Source records:
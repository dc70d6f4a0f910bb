use std::sync::atomic::{AtomicU64, Ordering};

pub trait Clock: Send + Sync {
    fn now_millis(&self) -> u64;
}

pub struct SystemClock;

impl Clock for SystemClock {
    fn now_millis(&self) -> u64 {
        use std::time::{SystemTime, UNIX_EPOCH};
        SystemTime::now()
            .duration_since(UNIX_EPOCH)
            .map(|d| d.as_millis() as u64)
            .unwrap_or_default()
    }
}

pub fn now() -> u64 {
    SystemClock.now_millis()
}

/// Clock that only moves when told to. Used to drive token expiry in tests.
#[derive(Debug, Default)]
pub struct ManualClock {
    millis: AtomicU64,
}

impl ManualClock {
    pub fn new(start_millis: u64) -> Self {
        Self {
            millis: AtomicU64::new(start_millis),
        }
    }

    pub fn advance(&self, millis: u64) {
        self.millis.fetch_add(millis, Ordering::SeqCst);
    }

    pub fn set(&self, millis: u64) {
        self.millis.store(millis, Ordering::SeqCst);
    }
}

impl Clock for ManualClock {
    fn now_millis(&self) -> u64 {
        self.millis.load(Ordering::SeqCst)
    }
}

• _TASK TO CARRY OUT_
Search the data above for the word "ManualClock". Copy each line it is in.

• _ANSWER TO THE EXERCISE_
pub struct ManualClock {
impl ManualClock {
impl Clock for ManualClock {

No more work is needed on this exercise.